When you reach the line containing "low-volume advisory data.", stop after it; until then, copy each line of the listing exactly, starting with the first.

──────────────────────────────

use std::collections::BTreeMap;
use std::fs;
use std::path::{Path, PathBuf};

use anyhow::{Context, Result};
use serde::{Deserialize, Serialize};

use crate::collector::TestOutcome;
use crate::feedback;

/// Cumulative failure counts across every submission ever graded.
#[derive(Serialize, Deserialize, Debug, Default, Clone, PartialEq, Eq)]
pub struct FailureLog {
    pub failures: BTreeMap<String, FailureEntry>,
}

#[derive(Serialize, Deserialize, Debug, Default, Clone, PartialEq, Eq)]
pub struct FailureEntry {
    pub count: u64,
    #[serde(alias = "last_message")]
    pub last_feedback: String,
}

/// Persistent failure ledger backed by a flat JSON document.
///
/// State is re-read on every access and the whole document is rewritten on
/// every update; nothing is cached across requests.
pub struct FailureLedger {
    path: PathBuf,
}

impl FailureLedger {
    pub fn new(path: impl Into<PathBuf>) -> Self {
        Self { path: path.into() }
    }

    pub fn path(&self) -> &Path {
        &self.path
    }

    /// Reads the persisted ledger. An absent or malformed backing file
    /// degrades to an empty ledger; grading never blocks on ledger state.
    pub fn load(&self) -> FailureLog {
        let raw = match fs::read_to_string(&self.path) {
            Ok(raw) => raw,
            Err(_) => return FailureLog::default(),
        };
        match serde_json::from_str(&raw) {
            Ok(log) => log,
            Err(e) => {
                log::warn!(
                    "Malformed failure log at {}, treating as empty: {e}",
                    self.path.display()
                );
                FailureLog::default()
            }
        }
    }

    /// Folds every non-passed outcome into the ledger, overwriting each
    /// entry's feedback with the current advisory string, and rewrites the
    /// whole document. Returns the updated snapshot.
    ///
    /// Concurrent grading cycles race on this read-modify-write and the last
    /// writer wins; accepted for low-volume advisory data.
    pub fn record_failures(&self, outcomes: &[TestOutcome]) -> Result<FailureLog> {
        let mut log = self.load();
        for outcome in outcomes.iter().filter(|o| !o.passed()) {
            let entry = log.failures.entry(outcome.nodeid.clone()).or_default();
            entry.count += 1;
            entry.last_feedback = feedback::advice_for(&outcome.nodeid).to_string();
        }
        self.persist(&log)?;
        Ok(log)
    }

    fn persist(&self, log: &FailureLog) -> Result<()> {
        if let Some(parent) = self.path.parent() {
            if !parent.as_os_str().is_empty() {
                fs::create_dir_all(parent)
                    .with_context(|| format!("creating {}", parent.display()))?;
            }
        }
        let body = serde_json::to_string_pretty(log)?;
        let staging = self.path.with_extension("json.tmp");
        fs::write(&staging, body).with_context(|| format!("writing {}", staging.display()))?;
        fs::rename(&staging, &self.path)
            .with_context(|| format!("replacing {}", self.path.display()))?;
        Ok(())
    }
}

#[cfg(test)]
mod tests {
    use super::*;
    use crate::collector::{Phase, Status};
    use pretty_assertions::assert_eq;
    use tempfile::tempdir;

    fn outcome(nodeid: &str, status: Status) -> TestOutcome {
        TestOutcome {
            nodeid: nodeid.to_string(),
            status,
            phase: Phase::Call,
            diagnostic: None,
        }
    }

    #[test]
    fn test_missing_file_loads_empty() {
        let dir = tempdir().unwrap();
        let ledger = FailureLedger::new(dir.path().join("failure_log.json"));
        assert_eq!(ledger.load(), FailureLog::default());
    }

    #[test]
    fn test_malformed_file_loads_empty() {
        let dir = tempdir().unwrap();
        let path = dir.path().join("failure_log.json");
        fs::write(&path, "{not json").unwrap();
        let ledger = FailureLedger::new(&path);
        assert_eq!(ledger.load(), FailureLog::default());
    }

    #[test]
    fn test_load_is_idempotent() {
        let dir = tempdir().unwrap();
        let ledger = FailureLedger::new(dir.path().join("failure_log.json"));
        ledger
            .record_failures(&[outcome("tests/t.py::test_a", Status::Failed)])
            .unwrap();
        assert_eq!(ledger.load(), ledger.load());
    }

    #[test]
    fn test_record_increments_and_overwrites_feedback() {
        let dir = tempdir().unwrap();
        let ledger = FailureLedger::new(dir.path().join("failure_log.json"));
        let nodeid = "tests/test_bookbyte_products.py::test_imponible_iva";

        let first = ledger
            .record_failures(&[outcome(nodeid, Status::Failed)])
            .unwrap();
        assert_eq!(first.failures[nodeid].count, 1);
        assert!(first.failures[nodeid].last_feedback.contains("1.21"));

        let second = ledger
            .record_failures(&[outcome(nodeid, Status::Errored)])
            .unwrap();
        assert_eq!(second.failures[nodeid].count, 2);
        assert_eq!(
            second.failures[nodeid].last_feedback,
            first.failures[nodeid].last_feedback
        );
    }

    #[test]
    fn test_passed_outcomes_are_ignored() {
        let dir = tempdir().unwrap();
        let ledger = FailureLedger::new(dir.path().join("failure_log.json"));
        let log = ledger
            .record_failures(&[
                outcome("tests/t.py::test_a", Status::Passed),
                outcome("tests/t.py::test_b", Status::Failed),
            ])
            .unwrap();
        assert_eq!(log.failures.len(), 1);
        assert!(log.failures.contains_key("tests/t.py::test_b"));
    }

    #[test]
    fn test_empty_outcomes_are_a_noop_write() {
        let dir = tempdir().unwrap();
        let path = dir.path().join("failure_log.json");
        let ledger = FailureLedger::new(&path);
        let log = ledger.record_failures(&[]).unwrap();
        assert!(log.failures.is_empty());
        assert!(path.exists());
    }

    #[test]
    fn test_unknown_identifier_gets_empty_feedback() {
        let dir = tempdir().unwrap();
        let ledger = FailureLedger::new(dir.path().join("failure_log.json"));
        let log = ledger
            .record_failures(&[outcome("tests/t.py::test_unmapped", Status::Failed)])
            .unwrap();
        assert_eq!(log.failures["tests/t.py::test_unmapped"].last_feedback, "");
    }

    #[test]
    fn test_legacy_last_message_key_is_accepted() {
        let dir = tempdir().unwrap();
        let path = dir.path().join("failure_log.json");
        fs::write(
            &path,
            r#"{"failures": {"tests/t.py::test_a": {"count": 3, "last_message": "old advice"}}}"#,
        )
        .unwrap();
        let log = FailureLedger::new(&path).load();
        assert_eq!(log.failures["tests/t.py::test_a"].count, 3);
        assert_eq!(log.failures["tests/t.py::test_a"].last_feedback, "old advice");
    }

    #[test]
    fn test_corrupt_ledger_is_reset_on_next_write() {
        let dir = tempdir().unwrap();
        let path = dir.path().join("failure_log.json");
        fs::write(&path, "garbage").unwrap();
        let ledger = FailureLedger::new(&path);
        ledger
            .record_failures(&[outcome("tests/t.py::test_a", Status::Failed)])
            .unwrap();
        let log = ledger.load();
        assert_eq!(log.failures.len(), 1);
        assert_eq!(log.failures["tests/t.py::test_a"].count, 1);
    }
}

──────────────────────────────

Finished exercise -
use std::collections::BTreeMap;
use std::fs;
use std::path::{Path, PathBuf};

use anyhow::{Context, Result};
use serde::{Deserialize, Serialize};

use crate::collector::TestOutcome;
use crate::feedback;

/// Cumulative failure counts across every submission ever graded.
#[derive(Serialize, Deserialize, Debug, Default, Clone, PartialEq, Eq)]
pub struct FailureLog {
    pub failures: BTreeMap<String, FailureEntry>,
}

#[derive(Serialize, Deserialize, Debug, Default, Clone, PartialEq, Eq)]
pub struct FailureEntry {
    pub count: u64,
    #[serde(alias = "last_message")]
    pub last_feedback: String,
}

/// Persistent failure ledger backed by a flat JSON document.
///
/// State is re-read on every access and the whole document is rewritten on
/// every update; nothing is cached across requests.
pub struct FailureLedger {
    path: PathBuf,
}

impl FailureLedger {
    pub fn new(path: impl Into<PathBuf>) -> Self {
        Self { path: path.into() }
    }

    pub fn path(&self) -> &Path {
        &self.path
    }

    /// Reads the persisted ledger. An absent or malformed backing file
    /// degrades to an empty ledger; grading never blocks on ledger state.
    pub fn load(&self) -> FailureLog {
        let raw = match fs::read_to_string(&self.path) {
            Ok(raw) => raw,
            Err(_) => return FailureLog::default(),
        };
        match serde_json::from_str(&raw) {
            Ok(log) => log,
            Err(e) => {
                log::warn!(
                    "Malformed failure log at {}, treating as empty: {e}",
                    self.path.display()
                );
                FailureLog::default()
            }
        }
    }

    /// Folds every non-passed outcome into the ledger, overwriting each
    /// entry's feedback with the current advisory string, and rewrites the
    /// whole document. Returns the updated snapshot.
    ///
    /// Concurrent grading cycles race on this read-modify-write and the last
    /// writer wins; accepted for low-volume advisory data.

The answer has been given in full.